Cervical cancer is the tenth leading cause of cancer death in women in the United States, with 41 (X) deaths in 2002. The incidence of cervical cancer has fallen dramatically since the introduction of the Pap smear as part of routine screening. Risk factors for cervical cancer include early onset of sexual intercourse, multiple sexual partners, human papilloma virus (HPV) infection with high risk subtype of HPV (HPV viral types 16, 18,45,56) and tobacco use.
The optimal age to begin screening is unclear, but the USPSTF recommends starting at age 21 or within three years of the onset of sexual activity, whichever comes first (Level A recommendation). While there is limited utility in screening for cervical cancer in a person who has never been sexually active, many organizations will advocate an age based approach because of high rates of sexual activity by a certain ages and because health care providers may not always get accurate sexual histories.

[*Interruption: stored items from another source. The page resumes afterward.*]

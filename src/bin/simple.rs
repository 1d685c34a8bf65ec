// 该文件是 Kanjian （看见） 项目的一部分。
// src/bin/simple.rs - 推理测试代码
//
// 本程序遵循 GNU Affero 通用公共许可证（AGPL）许可协议。
// 本程序的发布旨在提供实用价值，但不作任何形式的担保，
// 包括但不限于对适销性或特定用途适用性的默示担保。
// 更多详情请参阅 GNU 通用公共许可证。
//
// Copyright (C) 2026 Johann Li <me@qinka.pro>, ETVP

use std::path::PathBuf;

use anyhow::Result;
use clap::Parser;
use tracing::info;
use url::Url;

use kanjian::{
  FromUrl, PredictTask, Settings,
  input::{ImageFileInput, prepare_bytes},
  output::Render,
  task::{DEFAULT_MODEL_NAME, DEFAULT_MODEL_VERSION},
};

/// 单张图像检测
#[derive(Parser, Debug)]
#[command(author, version, about, long_about = None)]
pub struct Args {
  /// 输入图像（file:// 地址）
  #[arg(long, value_name = "SOURCE")]
  pub input: Url,
  /// 标注结果保存路径
  #[arg(long, value_name = "OUTPUT")]
  pub output: PathBuf,
  /// 推理服务地址
  #[arg(long, env = "TRITON_URL")]
  pub triton_url: Option<String>,
  #[arg(long, default_value = DEFAULT_MODEL_NAME)]
  pub model_name: String,
  #[arg(long, default_value = DEFAULT_MODEL_VERSION)]
  pub model_version: String,
  /// 置信度阈值
  #[arg(long, default_value_t = 0.5)]
  pub confidence: f32,
  /// NMS IoU 阈值
  #[arg(long, default_value_t = 0.5)]
  pub iou_threshold: f32,
}

fn main() -> Result<()> {
  tracing_subscriber::fmt::init();

  let args = Args::parse();

  info!("输入来源: {}", args.input);
  info!("输出路径: {}", args.output.display());

  let settings = Settings {
    triton_url: args.triton_url.clone(),
    conf_threshold: args.confidence,
    iou_threshold: args.iou_threshold,
    ..Settings::default()
  };
  let task = PredictTask::new(settings)?;

  let input = ImageFileInput::from_url(&args.input)?;
  let settings = task.settings();
  let prepared = prepare_bytes(
    &input.fetch()?,
    settings.input_width,
    settings.input_height,
    settings.channel_order,
  )?;

  info!("开始推理...");
  let result = task.detect_prepared(&prepared, &args.model_name, &args.model_version)?;

  println!("检测到 {} 个目标:", result.len());
  for det in result.items.iter() {
    println!(
      "  - {}: {:.2} at ({:.0}, {:.0}, {:.0}x{:.0})",
      task.labels().name(det.class_id),
      det.score,
      det.bbox.left,
      det.bbox.top,
      det.bbox.width,
      det.bbox.height
    );
  }

  let image = task
    .output()
    .annotator()
    .render_result(&prepared.image, &result)?;
  image.save(&args.output)?;
  info!("结果已保存到 {}", args.output.display());

  Ok(())
}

Most cases of cervical cancer occur in women who either have not been screened in over 5 years or did not have follow up after an abnormal pap smear. The optimal screening interval between pap smears is not known. Based upon the available studies, the USPSTF has not found evidence that annual screening is better at reducing morbidity and mortality from cervical cancer than screening ever 3 years. The American Cancer Society recommends annual pap smears until age 30 and then spacing out the interval to every two to three years; other groups suggest spacing out the interval after three consecutive normal pap smears.
The purpose of a pap smear is to detect precancerous cervical changes or possible cases of cervical cancer early, in order to improve the odds of survival. Keeping this in mind, the USPSTF recommends against pap smears for women who have had a hysterectomy (including removal of the cervix) for benign indications (Level D recommendation). It is prudent to ask a woman who has had a hysterectomy why the surgery was performed and to confirm (either by reviewing the operative report or on exam) the absence of the cervix. A woman who had a hysterectomy for cancerous indications falls out of the general screening parameters discussed here.
The optimal age to stop screening is subject to debate. The USPSTF discusses discontinuing cervical cancer screening after the age of 65 both if no new risk factors have been identified (i.e., new partner) and there has been adequate recent screening. The incidence of cervical cancer falls with age; the false positive rate increases, thus potentially subjecting women to additional unnecessary procedures. The American Cancer Society recommends that screening may be stopped at the age of 70 if a woman has had three consecutive normal pap smears and no abnormal pap smears in the last 10 years.